Dès le 1er avril, Billioray demande que l’on continue les allocations du siège
aux femmes et aux ascendants des mobiles prisonniers
ce qui est adopté. Il s’agit de prisonniers des Prussiens. Ces rares « ascendants » contrastent avec les ordinaires « enfants ».
Le 8 avril, devant le nombre important de gardes nationaux désormais tués par la guerre versaillaise — dois-je répéter qu’il ne s’agit pas d’escarmouches, mais bien d’une guerre meurtrière ? —, la Commune s’occupe d’octroyer une allocation à leurs familles. On dépasse à peine le groupe « femmes et enfants » quand Grousset demande
qu’on ne fasse pas de distinction entre les femmes légitimes et celles dite illégitimes.
Le 10 avril, cette proposition entraîne une discussion qui fait, elle aussi apparaître le mot « femme » dans le procès verbal. Le décret adopté est comme l’a voulu Grousset, et je vous renvoie à un très vieil article de ce site et à l’enthousiasme d’Arthur Arnould pour ce décret — une qualité de la guerre versaillaise, c’est qu’elle a forcé la Commune à prendre une définition très progressiste de la famille. Mais ce n’est pas le vrai sujet de cet article. Les enquêtes qui devaient avoir lieu pour l’application de ce décret sont brièvement évoquées le 26 avril, mais on a aussi parlé le 16 avril de verser aux femmes la solde des maris disparus, c’est toujours une histoire de secours.
Le 3 mai, Viard peut ainsi déclarer que les soldats qui se battent savent que l’avenir de leurs femmes est assuré.
C’est le même jour que Cournet parle de leur donner des bureaux de tabac.

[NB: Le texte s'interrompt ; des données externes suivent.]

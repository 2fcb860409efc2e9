//! In-memory SNMP agent for exercising the switch manager without a network.

use crate::{
    config::Config,
    error::SwitchError,
    query_engine::{parse_oid, SnmpBackend, SnmpSession},
    switch_list::SwitchTarget,
};
use async_snmp::{Oid, Value, VarBind};
use std::{
    collections::{BTreeMap, HashSet},
    sync::{Arc, Mutex},
    time::Duration,
};

#[derive(Default)]
struct AgentState {
    values: BTreeMap<Oid, Value>,
    timeouts: HashSet<Oid>,
    refuse: bool,
    opened: usize,
    closed: usize,
    get_requests: usize,
}

#[derive(Clone, Default)]
pub struct MockAgent {
    state: Arc<Mutex<AgentState>>,
}

impl MockAgent {
    pub fn new() -> Self {
        Self::default()
    }

    pub fn set(&self, oid: &str, value: Value) {
        let oid = parse_oid(oid).unwrap();
        self.state.lock().unwrap().values.insert(oid, value);
    }

    /// Any GET naming `oid`, or any walk rooted at it, times out.
    pub fn time_out(&self, oid: &str) {
        let oid = parse_oid(oid).unwrap();
        self.state.lock().unwrap().timeouts.insert(oid);
    }

    pub fn refuse_connections(&self) {
        self.state.lock().unwrap().refuse = true;
    }

    pub fn opened(&self) -> usize {
        self.state.lock().unwrap().opened
    }

    pub fn closed(&self) -> usize {
        self.state.lock().unwrap().closed
    }

    pub fn get_requests(&self) -> usize {
        self.state.lock().unwrap().get_requests
    }

    fn timeout(target: &str) -> SwitchError {
        SwitchError::Timeout {
            target: target.to_string(),
            elapsed: Duration::from_secs(2),
        }
    }
}

pub struct MockSession {
    agent: MockAgent,
    target: String,
}

impl SnmpBackend for MockAgent {
    type Session = MockSession;

    async fn open(
        &self,
        target: &SwitchTarget,
        _config: &Config,
    ) -> Result<Self::Session, SwitchError> {
        let mut state = self.state.lock().unwrap();
        if state.refuse {
            return Err(SwitchError::Connection {
                target: target.ip_address.clone(),
                reason: "connection refused".to_string(),
            });
        }
        state.opened += 1;
        Ok(MockSession {
            agent: self.clone(),
            target: target.ip_address.clone(),
        })
    }
}

impl SnmpSession for MockSession {
    async fn get(&self, oids: &[Oid]) -> Result<Vec<VarBind>, SwitchError> {
        let mut state = self.agent.state.lock().unwrap();
        state.get_requests += 1;
        if oids.iter().any(|oid| state.timeouts.contains(oid)) {
            return Err(MockAgent::timeout(&self.target));
        }
        Ok(oids
            .iter()
            .map(|oid| {
                let value = state
                    .values
                    .get(oid)
                    .cloned()
                    .unwrap_or(Value::NoSuchInstance);
                VarBind::new(oid.clone(), value)
            })
            .collect())
    }

    async fn walk(&self, root: &Oid) -> Result<Vec<VarBind>, SwitchError> {
        let state = self.agent.state.lock().unwrap();
        if state.timeouts.contains(root) {
            return Err(MockAgent::timeout(&self.target));
        }
        Ok(state
            .values
            .iter()
            .filter(|(oid, _)| oid.starts_with(root) && *oid != root)
            .map(|(oid, value)| VarBind::new(oid.clone(), value.clone()))
            .collect())
    }
}

impl Drop for MockSession {
    fn drop(&mut self) {
        if let Ok(mut state) = self.agent.state.lock() {
            state.closed += 1;
        }
    }
}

Un projet de Rossel allouant une indemnité aux « femmes et enfants » est signalé par Bourgin et Henriot avec le procès verbal du 5 mai.
Et puis en mai, on a décidé de traiter les victimes de l’explosion de la cartoucherie Rapp comme des victimes de la guerre versaillaise. Mais voilà, seize hommes et quatorze femmes travaillaient dans cette usine et le décret parle des familles des « citoyens », ce qui inquiète Eugène Gérardin le 19 mai. Cet élu du 4e, auquel je vais bientôt consacrer une série d’articles, suggère que l’on rajoute le mot « citoyennes » dans ce décret, et là, chères lectrices et lecteurs, on se sent aussi en avance que lors de la nouvelle définition de la famille. Nous voilà à l’inclusivité… Rassurez-vous, Charles Amouroux répond, non pas que le masculin « citoyens » est un neutre, comme le font les politiciens d’aujourd’hui, mais qu’il
doit être compris dans un sens général.
J’aurais une autre remarque ironique à placer mais je la garde pour la série sur Eugène Gérardin.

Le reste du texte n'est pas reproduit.